STOP: FDS completed successfully (CHID: bus)
 Time Step:  1, Simulation Time:      0.16 s
 Time Step:  2, Simulation Time:      0.32 s
 Time Step:  3, Simulation Time:      0.48 s
 Time Step:  4, Simulation Time:      0.64 s
 Time Step:  5, Simulation Time:      0.80 s
 Time Step:  6, Simulation Time:      0.96 s
 Time Step:  7, Simulation Time:      1.12 s
 Time Step:  8, Simulation Time:      1.28 s
 Time Step:  9, Simulation Time:      1.44 s
 Time Step:     10, Simulation Time:      1.60 s
 Time Step:     20, Simulation Time:      3.19 s
 Time Step:     30, Simulation Time:      4.79 s
 Time Step:     40, Simulation Time:      6.39 s
 Time Step:     50, Simulation Time:      7.98 s
 Time Step:     60, Simulation Time:      9.58 s
 Time Step:     63, Simulation Time:     10.00 s

STOP: FDS completed successfully (CHID: bus)
MPI startup(): PMI server not found. Please set I_MPI_PMI_LIBRARY variable if it is not a singleton case.
MPI startup(): PMI server not found. Please set I_MPI_PMI_LIBRARY variable if it is not a singleton case.
marcosvanella commented 9 months ago

Hi Juliette, do you load your environment modules (compilers,mpi etc) in your .bashrc file? If not load them in the submission script. Then try mpirun instead of srun mpirun -n 2 /home1/07969/juliette/FDS/FDS6/bin/fds bus.fds

JulietteFranque commented 9 months ago

Hi Marcos, No, I do not load anything. Excuse my ignorance, but which specific modules should I be loading? My .profile file only contains:

source /home1/07969/juliette/FDS/FDS6/bin/FDS6VARS.sh
source /home1/07969/juliette/FDS/FDS6/bin/SMV6VARS.sh

# -*- shell-script -*-
# TACC startup script: ~/.profile version 2.1  -- 12/17/2013

# This file is sourced on login shells but only if ~/.bash_profile
# or ~/.bash_login do not exist! This file is not sourced on
# non-login interactive shells.

# We recommend you place in your ~/.bashrc everything you wish to be
# available in both login and non-login interactive shells. Remember
# that any commands that are placed here will be unavailable in VNC
# and other interactive non-login sessions.

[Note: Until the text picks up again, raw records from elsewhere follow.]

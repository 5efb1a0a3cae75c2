//! SQLite bootstrap for the reference record store.
//!
//! # Responsibility
//! - Open and configure SQLite connections used by `SqliteRecordStore`.
//! - Apply schema migrations before any record access.
//!
//! # Invariants
//! - Schema version is tracked via `PRAGMA user_version`.
//! - Stores never see a connection whose migrations failed.

use std::error::Error;
use std::fmt::{Display, Formatter};

pub mod migrations;
mod open;

pub use open::{open_db, open_db_in_memory};

pub type DbResult<T> = Result<T, DbError>;

#[derive(Debug)]
pub enum DbError {
    Sqlite(rusqlite::Error),
    UnsupportedSchemaVersion {
        db_version: u32,
        latest_supported: u32,
    },
}

impl Display for DbError {
    fn fmt(&self, f: &mut Formatter<'_>) -> std::fmt::Result {
        match self {
            Self::Sqlite(err) => write!(f, "{err}"),
            Self::UnsupportedSchemaVersion {
                db_version,
                latest_supported,
            } => write!(
                f,
                "record schema version {db_version} is newer than supported {latest_supported}"
            ),
        }
    }
}

impl Error for DbError {
    fn source(&self) -> Option<&(dyn Error + 'static)> {
        match self {
            Self::Sqlite(err) => Some(err),
            Self::UnsupportedSchemaVersion { .. } => None,
        }
    }
}

impl From<rusqlite::Error> for DbError {
    fn from(value: rusqlite::Error) -> Self {
        Self::Sqlite(value)
    }
}
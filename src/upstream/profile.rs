//! Profile API client
//!
//! Fetches a player's full profile document from the profile-get endpoint.
//! Every request asks for the same fixed set of sections so that stored
//! snapshots always have the same shape.

use std::time::Duration;

use async_trait::async_trait;
use reqwest::Client;

use super::{ProfileSource, UpstreamError};
use crate::cache::Username;
use crate::config::UpstreamConfig;
use crate::snapshot::Snapshot;

/// Default profile-get endpoint
pub const DEFAULT_PROFILE_URL: &str = "https://esplay.com/api/profile/get";

/// Default per-request timeout
pub const DEFAULT_TIMEOUT: Duration = Duration::from_secs(10);

/// Profile sections requested on every call, each sent as `<flag>=1`
pub const PROFILE_FLAGS: [&str; 14] = [
    "teams",
    "friends",
    "header",
    "followers",
    "medals",
    "game_stats",
    "game_id",
    "level_history",
    "clips",
    "twitch",
    "steam",
    "spaces",
    "username_history",
    "item_drops",
];

/// Longest slice of an error body kept in `UpstreamError::Status`
const MAX_ERROR_BODY: usize = 200;

/// Client for the upstream profile API
#[derive(Debug, Clone)]
pub struct ProfileClient {
    client: Client,
    base_url: String,
}

impl ProfileClient {
    /// Creates a client for the default endpoint with the default timeout
    pub fn new() -> Result<Self, UpstreamError> {
        Self::from_config(&UpstreamConfig::default())
    }

    /// Creates a client from upstream settings
    pub fn from_config(config: &UpstreamConfig) -> Result<Self, UpstreamError> {
        let client = Client::builder()
            .timeout(config.timeout)
            .user_agent(concat!("statkeeper/", env!("CARGO_PKG_VERSION")))
            .build()
            .map_err(|e| UpstreamError::Transport(e.to_string()))?;
        Ok(Self::with_client(client, config.base_url.clone()))
    }

    /// Creates a client with a custom HTTP client and endpoint
    pub fn with_client(client: Client, base_url: impl Into<String>) -> Self {
        Self {
            client,
            base_url: base_url.into(),
        }
    }

    pub fn base_url(&self) -> &str {
        &self.base_url
    }

    fn query(username: &Username) -> Vec<(&str, &str)> {
        let mut query = Vec::with_capacity(PROFILE_FLAGS.len() + 1);
        query.push(("username", username.as_str()));
        query.extend(PROFILE_FLAGS.iter().map(|flag| (*flag, "1")));
        query
    }

    /// Fetches the profile document for `username`
    ///
    /// # Returns
    /// * `Ok(Snapshot)` - the response body as an opaque JSON document
    /// * `Err(UpstreamError)` - non-success status, transport failure, or a
    ///   body that is not JSON
    pub async fn fetch(&self, username: &Username) -> Result<Snapshot, UpstreamError> {
        let response = self
            .client
            .get(&self.base_url)
            .query(&Self::query(username))
            .send()
            .await
            .map_err(|e| UpstreamError::Transport(e.to_string()))?;

        let status = response.status();
        let body = response
            .bytes()
            .await
            .map_err(|e| UpstreamError::Transport(e.to_string()))?;

        if !status.is_success() {
            return Err(UpstreamError::Status {
                status: status.as_u16(),
                message: error_message(status, &body),
            });
        }

        serde_json::from_slice(&body).map_err(|e| UpstreamError::Decode(e.to_string()))
    }
}

#[async_trait]
impl ProfileSource for ProfileClient {
    async fn fetch_profile(&self, username: &Username) -> Result<Snapshot, UpstreamError> {
        self.fetch(username).await
    }
}

fn error_message(status: reqwest::StatusCode, body: &[u8]) -> String {
    let reason = status.canonical_reason().unwrap_or("unknown status");
    let text = String::from_utf8_lossy(body);
    let text = text.trim();
    if text.is_empty() {
        return reason.to_string();
    }
    let excerpt: String = text.chars().take(MAX_ERROR_BODY).collect();
    format!("{}: {}", reason, excerpt)
}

# Note that ~/.bashrc is not automatically sourced on login shells.
# By sourcing here, we insure that login and non-login shells have
# consistent environments.

if [ -f $HOME/.bashrc ]; then
  source $HOME/.bashrc
fi
marcosvanella commented 9 months ago

Sorry, I missed your comment on using the precompiled version. Have you loaded the intel/19.1.1 and impi modules? Note the bundle fds is compiled with ifort version 2021.7.1. You might be getting intel libraries getting mixed up. Try unloading those and using mpirun.

JulietteFranque commented 9 months ago

I had not loaded them (at least not as far as I know), but they were loaded somehow (I could see them with module list). I unloaded both intel/19.1.1 and impi as you suggested and used mpirun (mpirun -n 2 /home1/07969/juliette/FDS/FDS6/bin/fds bus.fds) instead of srun. However, I get the error /var/spool/slurmd/job1365738/slurm_script: line 13: mpirun: command not found when the job starts. Note that the cluster website says not to use mpirun, but instead to use "ibrun".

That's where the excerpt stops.